BSides Perth — CTF Writeup

A big thank you to ASD and ACSC for creating this fun CTF. Below is a summary of the challenges I have solved and a short writeup for each. Enjoy 😊

OT

  1. 1.0 — OT Challenge Start

    Soooooo — our powerstation has "sploded. We think it was because we spent last year's maintenance budget on a really bitchin' end-of-year party — but just to be sure we'd like someone to investigate. Fortunately one of our drones from Sector 7-G was running a packet capture on a "Kali" box (whatever that is) when the 'splosion happened. Can you have a squiz at the attached packet capture and just make sure it was our underfunded maintenance budget that was at fault, and not our non-existent security budget that's to blame. kthxbai!!

    Question: What is the MD5 of the unzipped file?
    Example response: 1b000000000000000000000000000000
    Answer: 1b249a0deb35a7f9f65ddd111594c6de

  2. 1.1 — Understanding the network 1

    Question: What is the IP of the powerstation PLC?
    Example response: 9.87.654.321
    Answer: 123.123.123.123

  3. 1.3 — Understanding the comms

    Question: What is the IP of the remote, completely non-suss, nothing-to-see-here connection?
    Example response: 234.456.78.9
    Answer: 159.100.6.69

  4. 1.5 — Understanding the System

    Question: What is the OT protocol used by the PLC?
    Example response: Ping
    Answer: Modbus

    5. How it was solved

    This was a quick google search, of that kinf of protocols that is used by Operational Technology, what stood out to me when I searched for modbus as a filter on Wireshark in my Kali was a packet called Read Device Identification which helped me solve the next few challenges.


    Kali Screenshot

    This screenshot was used to solve 1.7 and 1.6

  5. 1.7 — Recon 3

    Question: What is the Function code (int) the attacker used to get this information?
    Example response: 1
    Answer: 43

  6. 1.6 — Recon 2

    Question: What is the model name of the targeted PLC?
    Example response: DodgyPLC
    Answer: SimaticPCS7

Networking

  1. 2.0 — Switch Challenge Start

    While you're at it — we've received an email telling us that there is some unrelated malicious activity on our switches, and possibly our DC. We've gathered up some artifacts and put them in a zip for you. I'm sure this activity will be fine...

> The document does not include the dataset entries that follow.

//! §8 scenarios 2-4: set-union across concurrent leaves, scalar
//! last-write-wins, and merge-order associativity across three peers.

use std::collections::BTreeMap;
use std::sync::Arc;
use std::thread::sleep;
use std::time::Duration;

use goatdb_core::commit::Commit;
use goatdb_core::crypto::{PublicKey, Session};
use goatdb_core::item::Item;
use goatdb_core::merge::{MergeEngine, OwnedSessions};
use goatdb_core::repository::{Repository, SessionResolver};
use goatdb_core::schema::{FieldSchema, Schema, SchemaRegistry};
use goatdb_core::value::Value;

struct AllowAll;
impl SessionResolver for AllowAll {
    fn public_key_for(&self, _session_id: &str) -> Option<PublicKey> {
        None
    }
}

struct SingleOwnedSession(Session);
impl OwnedSessions for SingleOwnedSession {
    fn session(&self, session_id: &str) -> Option<Session> {
        if session_id == self.0.id {
            Some(self.0.clone())
        } else {
            None
        }
    }
}

fn note_schema() -> Schema {
    Schema::new("note", 1)
        .with_field("title", FieldSchema::required("string"))
        .with_field("body", FieldSchema::required("string"))
        .with_field("tags", FieldSchema::optional("set", || Value::Set(Vec::new())))
}

fn note(title: &str, body: &str, tags: &[&str]) -> Item {
    let mut data = BTreeMap::new();
    data.insert("title".to_string(), Value::String(title.into()));
    data.insert("body".to_string(), Value::String(body.into()));
    data.insert(
        "tags".to_string(),
        Value::Set(tags.iter().map(|s| Value::String(s.to_string())).collect()),
    );
    Item::new(&note_schema(), data).unwrap()
}

fn temp_dir(tag: &str) -> std::path::PathBuf {
    std::env::temp_dir().join(format!(
        "goatdb-merge-engine-test-{tag}-{}-{}",
        std::process::id(),
        rand::random::<u32>()
    ))
}

#[test]
fn set_union_merge_materialises_through_the_database_repository() {
    let dir = temp_dir("union");
    let session = Session::generate("s1", None, i64::MAX);
    let repo = Repository::open(&dir, true, Arc::new(AllowAll)).unwrap();

    let root = Commit::build_document(&session, "k1", "org", &note("t", "b", &["x"]), &[]).unwrap();
    let a = Commit::build_delta(
        &session, "k1", "org", &root.id,
        &note("t", "b", &["x"]), &note("t", "b", &["x", "y"]),
        &[root.clone()],
    )
    .unwrap();
    let b = Commit::build_delta(
        &session, "k1", "org", &root.id,
        &note("t", "b", &["x"]), &note("t", "b", &["x", "z"]),
        &[root.clone()],
    )
    .unwrap();
    repo.persist_verified_commits(vec![root, a, b]).unwrap();

    let registry = Arc::new(SchemaRegistry::new());
    registry.register(note_schema());
    repo.set_merge_hook(Arc::new(MergeEngine::new(registry, Arc::new(SingleOwnedSession(session)), "org")));

    let (item, head) = repo.value_for_key("k1").unwrap().unwrap();
    assert!(head.is_merge());
    let Value::Set(tags) = item.get("tags").unwrap() else { panic!("expected a set") };
    let mut names: Vec<String> = tags
        .iter()
        .map(|v| match v {
            Value::String(s) => s.clone(),
            _ => unreachable!(),
        })
        .collect();
    names.sort();
    assert_eq!(names, vec!["x", "y", "z"]);

    let _ = std::fs::remove_dir_all(&dir);
}

#[test]
fn concurrent_scalar_edits_resolve_to_the_later_write() {
    let dir = temp_dir("lww");
    let session = Session::generate("s1", None, i64::MAX);
    let repo = Repository::open(&dir, true, Arc::new(AllowAll)).unwrap();

    let root = Commit::build_document(&session, "k1", "org", &note("base", "b", &[]), &[]).unwrap();
    repo.persist_verified_commits(vec![root.clone()]).unwrap();

    // earlier wall-clock leaf
    let remote = Commit::build_delta(
        &session, "k1", "org", &root.id,
        &note("base", "b", &[]), &note("remote", "b", &[]),
        &[root.clone()],
    )
    .unwrap();
    sleep(Duration::from_millis(20));
    // later wall-clock leaf
    let local = Commit::build_delta(
        &session, "k1", "org", &root.id,
        &note("base", "b", &[]), &note("local", "b", &[]),
        &[root.clone()],
    )
    .unwrap();
    assert!(local.timestamp > remote.timestamp);

    repo.persist_verified_commits(vec![remote, local]).unwrap();

    let registry = Arc::new(SchemaRegistry::new());
    registry.register(note_schema());
    repo.set_merge_hook(Arc::new(MergeEngine::new(registry, Arc::new(SingleOwnedSession(session)), "org")));

    let (item, _head) = repo.value_for_key("k1").unwrap().unwrap();
    assert_eq!(item.get("title"), Some(&Value::String("local".into())));

    let _ = std::fs::remove_dir_all(&dir);
}

#[test]
fn three_way_field_merge_is_independent_of_persist_order() {
    let session = Session::generate("s1", None, i64::MAX);
    let root = Commit::build_document(&session, "k1", "org", &note("t0", "b0", &[]), &[]).unwrap();
    let by_title = Commit::build_delta(
        &session, "k1", "org", &root.id,
        &note("t0", "b0", &[]), &note("t1", "b0", &[]),
        &[root.clone()],
    )
    .unwrap();
    let by_body = Commit::build_delta(
        &session, "k1", "org", &root.id,
        &note("t0", "b0", &[]), &note("t0", "b1", &[]),
        &[root.clone()],
    )
    .unwrap();
    let by_tags = Commit::build_delta(
        &session, "k1", "org", &root.id,
        &note("t0", "b0", &[]), &note("t0", "b0", &["x"]),
        &[root.clone()],
    )
    .unwrap();

    let run = |order: [Commit; 3]| -> Item {
        let dir = temp_dir("assoc");
        let repo = Repository::open(&dir, true, Arc::new(AllowAll)).unwrap();
        repo.persist_verified_commits(vec![root.clone()]).unwrap();
        for c in order {
            repo.persist_verified_commits(vec![c]).unwrap();
        }
        let registry = Arc::new(SchemaRegistry::new());
        registry.register(note_schema());
        repo.set_merge_hook(Arc::new(MergeEngine::new(
            registry,
            Arc::new(SingleOwnedSession(session.clone())),
            "org",
        )));
        let (item, _head) = repo.value_for_key("k1").unwrap().unwrap();
        let _ = std::fs::remove_dir_all(&dir);
        item
    };

    let forward = run([by_title.clone(), by_body.clone(), by_tags.clone()]);
    let reverse = run([by_tags, by_body, by_title]);

    assert_eq!(forward.get("title"), Some(&Value::String("t1".into())));
    assert_eq!(forward.get("body"), Some(&Value::String("b1".into())));
    assert_eq!(forward.get("tags"), reverse.get("tags"));
    assert_eq!(forward.get("title"), reverse.get("title"));
    assert_eq!(forward.get("body"), reverse.get("body"));
}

    Question: What is the MD5 of the artifacts.zip file?
    Example response: 61D6000000000000000000000000000
    Answer: 61d659285022dfc19d0553181a0d09b3

  2. 2.2 — MITRE Framework

    Question: What is the MITRE ATT&CK technique number of the technique used to gain initial access to the router?
    Example response: T1234
    Answer: T1110

  3. 2.3 — Which Account

    Question: Which account was successfully logged into by the actor on the router initially?
    Example response: svc_nessus
    Answer: operator

  4. 2.9 — Flash

    Question: The actor has added malware to the device. What is the filename of this malware?
    Example response: evil.exe
    Answer: a.tcl

  5. 2.11 — Pivot to Switch

    Question: What MITRE technique number was used by the attacker to be able to get onto the switch?
    Example response: T1234
    Answer: T1078

  6. 2.5 — Did they also get the admin account?

    It looks like they also managed to crack the superadmin account!
    Question: What is the password?
    Example response: P@ssw0rd
    Answer: letmein

    How it was solved

    I have to be honest this was one of those challenges I solved with the help of a friend, all I really did was spot the hash of the right user which as per the description says superadmin but as I was on a phone during the first day of BSides (well what could really go wrong) I ended up getting the solved hash from my friend, so a bit of a team effort for that one.